Make sure you have a back up
Therefore, when someone tells you to get it into your muscle memory, take this advice with a large pinch of salt. To an extent it will always happen – that is how our mind works and it will record things as procedures. However, you can supplement these with other more active types of memory. These include things like harmonic analysis, chord progressions, patterns – any number of things.
Muscle Memory and Technique
However, the less talked about aspect of muscle memory is the part I believe it has to play in learning piano technique.
Let’s think about learning to stand and to walk as a child. We use something like 600 muscles to simply take a step. Yet we have absolutely no conscious idea which ones. As children our brain had to learn how to do this. At first, we kept losing our balance, falling over, getting up again, losing our balance, having a cry! Eventually however our brain figured out exactly how to coordinate the complex muscle movements required to help us get up, walk and not fall over.
When we learn to play piano, we are trying to teach our fingers (or should I say teach our brains to make our fingers) move in new and unfamiliar ways.
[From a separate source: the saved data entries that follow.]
fn validate(
    hierarchy: &PatchHierarchy,
    references: &[&ProfileWithSigma],
    cfg: &CorrelationConfig,
) -> GranuleResult<()> {
    #[cfg(debug_assertions)]
    {
        if cfg.max_radius <= 0.0 {
            return Err(GranuleError::ConfigError(format!(
                "max_radius ({:.7e}) <= 0",
                cfg.max_radius
            )));
        }
        if cfg.min_bin_width <= 0.0 {
            return Err(GranuleError::ConfigError(format!(
                "min_bin_width ({:.7e}) <= 0",
                cfg.min_bin_width
            )));
        }
        if cfg.log_bin && cfg.log_bin_ratio <= 1.0 {
            return Err(GranuleError::ConfigError(format!(
                "log_bin_ratio ({:.7e}) <= 1",
                cfg.log_bin_ratio
            )));
        }
        if cfg.max_level > hierarchy.top_level() {
            return Err(GranuleError::ConfigError(format!(
                "max_level ({}) > top level ({})",
                cfg.max_level,
                hierarchy.top_level()
            )));
        }
        if cfg.min_level > cfg.max_level {
            return Err(GranuleError::ConfigError(format!(
                "min_level ({}) > max_level ({})",
                cfg.min_level, cfg.max_level
            )));
        }
    }

    // Cross-cutting field checks are kept in every build.
    if cfg.fields.len() != hierarchy.layout.n_passive {
        return Err(GranuleError::ConfigError(format!(
            "Profile count ({}) != passive scalar count ({}); each profile pairs one intrinsic \
             field with one passive scalar",
            cfg.fields.len(),
            hierarchy.layout.n_passive
        )));
    }
    if cfg.fields.first() != Some(&FieldSelector::Density) {
        return Err(GranuleError::ConfigError(
            "Only the density field family is supported for correlation profiles".to_string(),
        ));
    }
    if references.len() != cfg.fields.len() {
        return Err(GranuleError::ConfigError(format!(
            "Reference profile count ({}) != field count ({})",
            references.len(),
            cfg.fields.len()
        )));
    }
    if !(cfg.reference_bin_width.is_finite() && cfg.reference_bin_width > 0.0) {
        return Err(GranuleError::ConfigError(format!(
            "reference_bin_width ({:.7e}) must be finite > 0",
            cfg.reference_bin_width
        )));
    }
    Ok(())
}
// ─────────────────────────────────────────────────────────────────────
// Granule AMR Core — Correlation Pipeline
// © 1998–2026 Miroslav Šotek. All rights reserved.
// Contact: www.anulum.li | protoscience@anulum.li
// ORCID: https://orcid.org/0009-0009-3560-0851
// License: GNU AGPL v3 | Commercial licensing available
// ─────────────────────────────────────────────────────────────────────
//! Radial correlation profiles over the patch hierarchy: parallel
//! per-cell accumulation, thread and rank reduction, normalization,
//! and empty-bin compaction.

pub mod accumulator;
pub mod correlation;
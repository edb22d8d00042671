use serde::{Deserialize, Serialize};
use uuid::Uuid;

use super::repo_types::MealRecord;

/// Body of `POST /meals`: the description to estimate.
#[derive(Debug, Deserialize)]
pub struct CreateMealRequest {
    pub name: String,
}

#[derive(Debug, Serialize)]
pub struct MealResponse {
    pub meal: MealRecord,
    pub message: String,
}

#[derive(Debug, Serialize)]
pub struct MealsListResponse {
    pub meals: Vec<MealRecord>,
    pub total_count: usize,
}

#[derive(Debug, Serialize)]
pub struct DeleteMealResponse {
    pub message: String,
    pub meal_id: Uuid,
}
use anyhow::Context;
use async_trait::async_trait;
use sqlx::{PgPool, Postgres, QueryBuilder};
use time::OffsetDateTime;
use uuid::Uuid;

use super::repo_types::{MealPatch, MealRecord, NewMeal};
use crate::nutrition::Nutrient;

const MEAL_COLUMNS: &str = "id, name, calories, protein, fats, carbohydrates, fiber, sugar, sodium, created_at, updated_at";

/// Persistence contract for meal records.
///
/// The manager only sees this trait; `PgMealStore` and `MemoryMealStore`
/// are interchangeable, and a document-store backing would slot in the same
/// way.
#[async_trait]
pub trait MealStore: Send + Sync {
    async fn create(&self, meal: NewMeal) -> anyhow::Result<MealRecord>;
    /// Newest first.
    async fn list_all(&self) -> anyhow::Result<Vec<MealRecord>>;
    async fn get(&self, id: Uuid) -> anyhow::Result<Option<MealRecord>>;
    async fn update(&self, id: Uuid, patch: MealPatch) -> anyhow::Result<Option<MealRecord>>;
    async fn delete(&self, id: Uuid) -> anyhow::Result<bool>;
    async fn ping(&self) -> anyhow::Result<()>;
}

#[derive(Clone)]
pub struct PgMealStore {
    db: PgPool,
}

impl PgMealStore {
    pub fn new(db: PgPool) -> Self {
        Self { db }
    }
}

#[async_trait]
impl MealStore for PgMealStore {
    async fn create(&self, meal: NewMeal) -> anyhow::Result<MealRecord> {
        let now = OffsetDateTime::now_utc();
        let n = meal.nutrients;
        let row = sqlx::query_as::<_, MealRecord>(&format!(
            r#"
            INSERT INTO meals (id, name, calories, protein, fats, carbohydrates,
                               fiber, sugar, sodium, created_at, updated_at)
            VALUES ($1, $2, $3, $4, $5, $6, $7, $8, $9, $10, $10)
            RETURNING {MEAL_COLUMNS}
            "#
        ))
        .bind(meal.id.unwrap_or_else(Uuid::new_v4))
        .bind(&meal.name)
        .bind(n.calories)
        .bind(n.protein)
        .bind(n.fats)
        .bind(n.carbohydrates)
        .bind(n.fiber)
        .bind(n.sugar)
        .bind(n.sodium)
        .bind(now)
        .fetch_one(&self.db)
        .await
        .context("insert meal")?;
        Ok(row)
    }

    async fn list_all(&self) -> anyhow::Result<Vec<MealRecord>> {
        let rows = sqlx::query_as::<_, MealRecord>(&format!(
            "SELECT {MEAL_COLUMNS} FROM meals ORDER BY created_at DESC"
        ))
        .fetch_all(&self.db)
        .await
        .context("list meals")?;
        Ok(rows)
    }

    async fn get(&self, id: Uuid) -> anyhow::Result<Option<MealRecord>> {
        let row = sqlx::query_as::<_, MealRecord>(&format!(
            "SELECT {MEAL_COLUMNS} FROM meals WHERE id = $1"
        ))
        .bind(id)
        .fetch_optional(&self.db)
        .await
        .context("get meal")?;
        Ok(row)
    }

    async fn update(&self, id: Uuid, patch: MealPatch) -> anyhow::Result<Option<MealRecord>> {
        let mut qb = update_query(id, &patch, OffsetDateTime::now_utc());
        let row = qb
            .build_query_as::<MealRecord>()
            .fetch_optional(&self.db)
            .await
            .context("update meal")?;
        Ok(row)
    }

    async fn delete(&self, id: Uuid) -> anyhow::Result<bool> {
        let result = sqlx::query("DELETE FROM meals WHERE id = $1")
            .bind(id)
            .execute(&self.db)
            .await
            .context("delete meal")?;
        Ok(result.rows_affected() > 0)
    }

    async fn ping(&self) -> anyhow::Result<()> {
        sqlx::query("SELECT 1")
            .execute(&self.db)
            .await
            .context("ping database")?;
        Ok(())
    }
}

/// Single statement, so the patch lands whole or not at all.
fn update_query<'a>(id: Uuid, patch: &MealPatch, now: OffsetDateTime) -> QueryBuilder<'a, Postgres> {
    let mut qb: QueryBuilder<Postgres> = QueryBuilder::new("UPDATE meals SET ");
    if let Some(name) = &patch.name {
        qb.push("name = ").push_bind(name.clone()).push(", ");
    }
    for nutrient in Nutrient::ALL {
        if let Some(value) = patch.nutrient(nutrient) {
            qb.push(nutrient.key()).push(" = ").push_bind(value).push(", ");
        }
    }
    qb.push("updated_at = GREATEST(created_at, ")
        .push_bind(now)
        .push(") WHERE id = ")
        .push_bind(id)
        .push(" RETURNING ")
        .push(MEAL_COLUMNS);
    qb
}

#[cfg(test)]
mod tests {
    use super::*;

    fn sql_for(patch: &MealPatch) -> String {
        update_query(Uuid::new_v4(), patch, OffsetDateTime::now_utc())
            .sql()
            .to_string()
    }

    #[test]
    fn empty_patch_only_touches_updated_at() {
        let sql = sql_for(&MealPatch::default());
        assert_eq!(
            sql,
            format!(
                "UPDATE meals SET updated_at = GREATEST(created_at, $1) WHERE id = $2 RETURNING {MEAL_COLUMNS}"
            )
        );
    }

    #[test]
    fn name_only_patch_sets_name_once() {
        let patch = MealPatch {
            name: Some("Dal".into()),
            ..Default::default()
        };
        let sql = sql_for(&patch);
        assert!(sql.starts_with("UPDATE meals SET name = $1, updated_at = GREATEST(created_at, $2)"));
        assert!(sql.contains("WHERE id = $3 RETURNING"));
        assert!(!sql.contains("calories ="));
    }

    #[test]
    fn cleared_and_set_nutrients_share_one_statement() {
        let patch = MealPatch {
            calories: Some(None),
            fiber: Some(Some(5.0)),
            ..Default::default()
        };
        let sql = sql_for(&patch);
        assert!(sql.starts_with("UPDATE meals SET calories = $1, fiber = $2, updated_at"));
        assert!(sql.contains("WHERE id = $4 RETURNING"));
        assert!(!sql.contains("protein ="));
        assert_eq!(sql.matches("UPDATE").count(), 1);
    }
}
We’re trying to achieve extremely fine motor control, make our fingers move at speeds they have never needed to control before. We’re also learning how to carefully balance our entire shoulder, arm, elbow, forearm, wrist, hand and fingers.
We don’t do this by trying to control individual muscles. Rather our brain encapsulates different goals into different procedures.
The power of practice
This is where Practising of course comes into its own. When we’re repeating different passages, ironing out mistakes or improving things, we’re trying to get our brain to create a procedure of all of the movements we need to achieve a given result. This afterwards for us will be largely subconscious at a muscular level.
For example, when we are making our pinky play ever so slightly louder than fingers 1 and 2 for example to correctly voice a melody, we have absolutely no conscious control over the individual muscles required to do this. We need our brain to install this in our subconscious as a procedure so that our conscious thought of ‘voice the pinky’ will trigger the appropriate ‘muscle memory’. Indeed, every element of our piano technique is made up of tiny fragments of procedural memory that we then string together to achieve a whole range of musical results by manipulating hundreds of muscles. Otherwise, it would be totally impossible to, say, voice a melody in a piece that we had never played before.
The risks of bad practice
This again then can be a risky proposition. It is only by correct repetition that we will end up with a correct procedure. This is because, let’s not forget, we are talking about a procedure – and learning procedures comes from repetition. Therefore, the importance of practising correctly even when you’re just working on a two bar passage or a particular skill such as staccato playing is paramount. Each time we ‘practice’ something incorrectly, we are increasing the risk of making it permanent. So, just drilling a passage without careful, and conscious thought as to whether or not we are getting the result we want is very dangerous. We risk ‘incorrectly’ learning things in that way.
Trying to ‘unlearn’ these things is exceptionally difficult because effectively we need to over-write a procedure that our brain has firmly locked away into our subconscious and once things are in this part of our mind, finding and correcting them is exceptionally difficult.
Things to remember
So, as two main takeaways:
- Let’s not only rely on muscle memory for memorising our pieces
- Don’t simply repeat things incorrectly – let’s stop and diagnose the problem before we try afresh!